OFITWOL is under development. The present version of rules and lexicons are believed to be useful, but the documentation below is not up to date. If you wish to use OFITWOL or experiment with it, please contact the author. This documentation is going to be revised and updated soon.

8. Open Finnish two-level morphological analyser

This article describes a plan and a project OFITWOL to build an open source two-level morphological analyzer for Finnish as it is described in Nykysuomen Sanakirja [NS]. It is the first full-scale implementation of the principles of the Simplified Two-level Model as described in Morphophonemic representations. The morphophonemic representations in the lexicon entries was deduced semi-automatically out of model words by aligning stem allomorphs and affix allomorphs. In this way, a fairly large number of two-level rules were written in a semi-automatic manner but, in return, the lexicon was greatly simplified and generalised. Instead of a huge number of inflectional classes, the OFITWOL has only one class for nouns and another for verbs. Rules take care of all variation within the stems and among allomorphs of endings.

The document first describes the current implementation of OFITWOL and at the Appendixes, there is an account of the various steps and stages of building the analyser and a more detailed comparison between this and some other analysers.

8.1. Overall structure of OFITWOL

The lexicon simply lists the morphophonemic representations of the lexemes and affixes and defines their acceptable combinations. In brief, the lexicon defines the acceptable sequences of phonemes and morphophonemes. The lexicon does not define particular base forms for lexemes as they can be mechanically derived from the morphophonemic representations. The overall structure can be represented as a set of representations which are tied to each other via rules or other relations:

  1. The final result of the analysis where possible zero symbols have been removed, e.g.:

    k a u p p a +N +SG +INE
    
  2. The result of the analysis which consists of a conventional base form of the lexeme, its part of speech and other inflectional features, e.g.:

    k a u p p a +N +SG +INE
    
  3. The morphophonemic representation of the base form and its pars of speech and other inflectional features, e.g.:

    k a u p {} {ao} +N +SG +INE
    
  4. The morphophonemic representations of the stems and the affixes, e.g.:

    k a u p {} {ao} s s {}
    
  5. The surface forms of the word and its affixes with some zero symbols inserted as required by the correspondence between this and the preceding representation, e.g.:

    k a u p Ø a s s a
    
  6. The actual surface form as it is written, e.g.:

    k a u p a s s a
    

Representations 4 and 5 are related to each other by two-level rules which neither delete nor insert any symbols. Similarly, representations 2 and 3 are related to each othre by the two-level rules, but with minor differences. These consist of modified rules to replace free variations by a deterministic rule in order to produce just one base form.

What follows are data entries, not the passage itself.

//! # Configuration
//!
//! Centralizes all settings with a clear override hierarchy:
//! defaults → config file → env vars → CLI flags.
//!
//! Config lives at `~/.roomchat/config.toml`. If missing on first run, a
//! commented-out default is generated so users can discover all options.

use log::{debug, info, warn};
use serde::{Deserialize, Serialize};
use std::fmt;
use std::fs;
use std::path::{Path, PathBuf};

use crate::core::scroll::DEFAULT_JUMP_THRESHOLD;

// ============================================================================
// Config Structs (all fields Option<T> for sparse TOML)
// ============================================================================

#[derive(Debug, Default, Deserialize, Serialize)]
pub struct RoomchatConfig {
    #[serde(default)]
    pub server: ServerConfig,
    #[serde(default)]
    pub ui: UiConfig,
}

#[derive(Debug, Default, Deserialize, Serialize)]
pub struct ServerConfig {
    pub base_url: Option<String>,
    pub socket_url: Option<String>,
    pub token: Option<String>,
    pub user_id: Option<String>,
}

#[derive(Debug, Default, Deserialize, Serialize)]
pub struct UiConfig {
    pub jump_threshold: Option<u32>,
}

// ============================================================================
// Defaults
// ============================================================================

pub const DEFAULT_BASE_URL: &str = "http://localhost:4000/api";
pub const DEFAULT_SOCKET_URL: &str = "ws://localhost:4000/ws";

// ============================================================================
// Resolved Config (concrete values, no Options)
// ============================================================================

#[derive(Debug, Clone)]
pub struct ResolvedConfig {
    pub base_url: String,
    pub socket_url: String,
    pub token: Option<String>,
    pub user_id: Option<String>,
    pub jump_threshold: u32,
}

/// Values given on the command line (None = flag not passed).
#[derive(Debug, Default, Clone)]
pub struct CliOverrides {
    pub server: Option<String>,
    pub socket: Option<String>,
    pub token: Option<String>,
    pub user: Option<String>,
}

// ============================================================================
// Error Type
// ============================================================================

#[derive(Debug)]
pub enum ConfigError {
    Io(std::io::Error),
    Parse(toml::de::Error),
}

impl fmt::Display for ConfigError {
    fn fmt(&self, f: &mut fmt::Formatter<'_>) -> fmt::Result {
        match self {
            ConfigError::Io(e) => write!(f, "config I/O error: {e}"),
            ConfigError::Parse(e) => write!(f, "config parse error: {e}"),
        }
    }
}

impl std::error::Error for ConfigError {}

// ============================================================================
// Loading
// ============================================================================

/// Returns the path to `~/.roomchat/config.toml`.
pub fn config_path() -> Option<PathBuf> {
    dirs::home_dir().map(|h| h.join(".roomchat").join("config.toml"))
}

/// Load config from `~/.roomchat/config.toml` (or `path_override`).
///
/// If the default file doesn't exist, generates a commented-out default and
/// returns `RoomchatConfig::default()`. An explicit override that doesn't
/// exist is an I/O error. A malformed file returns `ConfigError::Parse`.
pub fn load_config(path_override: Option<&Path>) -> Result<RoomchatConfig, ConfigError> {
    if let Some(path) = path_override {
        return read_config(path);
    }

    let path = match config_path() {
        Some(p) => p,
        None => {
            warn!("Could not determine home directory, using default config");
            return Ok(RoomchatConfig::default());
        }
    };

    if !path.exists() {
        info!("No config file found, generating default at {}", path.display());
        generate_default_config(&path);
        return Ok(RoomchatConfig::default());
    }

    read_config(&path)
}

fn read_config(path: &Path) -> Result<RoomchatConfig, ConfigError> {
    let contents = fs::read_to_string(path).map_err(ConfigError::Io)?;
    let config: RoomchatConfig = toml::from_str(&contents).map_err(ConfigError::Parse)?;
    info!("Loaded config from {}", path.display());
    // Token deliberately left out of the log.
    debug!(
        "Config: base_url={:?} socket_url={:?} user_id={:?} ui={:?}",
        config.server.base_url, config.server.socket_url, config.server.user_id, config.ui
    );
    Ok(config)
}

/// Generates a commented-out default config file at the given path.
fn generate_default_config(path: &Path) {
    let default_content = r#"# roomchat configuration
# All settings are optional. Defaults are used for anything not specified.
# Override hierarchy: defaults → this file → env vars → CLI flags.

# [server]
# base_url = "http://localhost:4000/api"   # Or ROOMCHAT_BASE_URL
# socket_url = "ws://localhost:4000/ws"    # Or ROOMCHAT_SOCKET_URL
# token = "eyJ..."                         # Or ROOMCHAT_TOKEN
# user_id = "64f1c0ffee"                   # Or ROOMCHAT_USER_ID (enables editing own messages)

# [ui]
# jump_threshold = 2000                    # Rows scrolled back before "jump to latest" shows
"#;

    if let Some(parent) = path.parent() {
        if let Err(e) = fs::create_dir_all(parent) {
            warn!("Failed to create config directory: {}", e);
            return;
        }
    }
    if let Err(e) = fs::write(path, default_content) {
        warn!("Failed to write default config: {}", e);
    }
}

// ============================================================================
// Resolution
// ============================================================================

/// Resolve the final config by collapsing: defaults → config file → env vars → CLI.
pub fn resolve(config: &RoomchatConfig, cli: &CliOverrides) -> ResolvedConfig {
    resolve_with_env(config, cli, |key| std::env::var(key).ok())
}

/// Same as [`resolve`], reading environment variables through `env`.
pub fn resolve_with_env(
    config: &RoomchatConfig,
    cli: &CliOverrides,
    env: impl Fn(&str) -> Option<String>,
) -> ResolvedConfig {
    // Base URL: CLI → env → config → default
    let base_url = cli
        .server
        .clone()
        .or_else(|| env("ROOMCHAT_BASE_URL"))
        .or_else(|| config.server.base_url.clone())
        .unwrap_or_else(|| DEFAULT_BASE_URL.to_string());

    // Socket URL: CLI → env → config → default
    let socket_url = cli
        .socket
        .clone()
        .or_else(|| env("ROOMCHAT_SOCKET_URL"))
        .or_else(|| config.server.socket_url.clone())
        .unwrap_or_else(|| DEFAULT_SOCKET_URL.to_string());

    // Token: CLI → env → config (no default)
    let token = cli
        .token
        .clone()
        .or_else(|| env("ROOMCHAT_TOKEN"))
        .or_else(|| config.server.token.clone());

    let user_id = cli
        .user
        .clone()
        .or_else(|| env("ROOMCHAT_USER_ID"))
        .or_else(|| config.server.user_id.clone());

    ResolvedConfig {
        base_url,
        socket_url,
        token,
        user_id,
        jump_threshold: config.ui.jump_threshold.unwrap_or(DEFAULT_JUMP_THRESHOLD),
    }
}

The representstions 3 and 4 are related to each other by a LEXC lexicon which maps the morphophonemic representations of the stems to themselves. Lexicon entries for lexemes are thus e.g. like the following:

kaup{}{ao} /s;

The LEXC entries for affixes relate the features on level 3 into the morphophonemic representations of the corresponding affixes on level 4, e.g.:

+SG+INE:ss{} Poss;

The last LEXC sublexicon (e.g. /v) before the affixes inserts the morphophonemic representation of the ending that is required in the base form and the part of speech feature, in this case, the first infinitive for verbs (e.g. {dlnrtØ}{aä}+V:). The LEXC lexicon of affixes thus enters or deletes symbols, as opposed to the two-leve rules which are length-preserving.

Levels 1 and 2 are related by a trivial FST which freely inserts zero symbols, and the levels 5 and 6 by a trivial FST which deletes all zero symbols. Note that levels 3 and 4 do not contain any zero symbols.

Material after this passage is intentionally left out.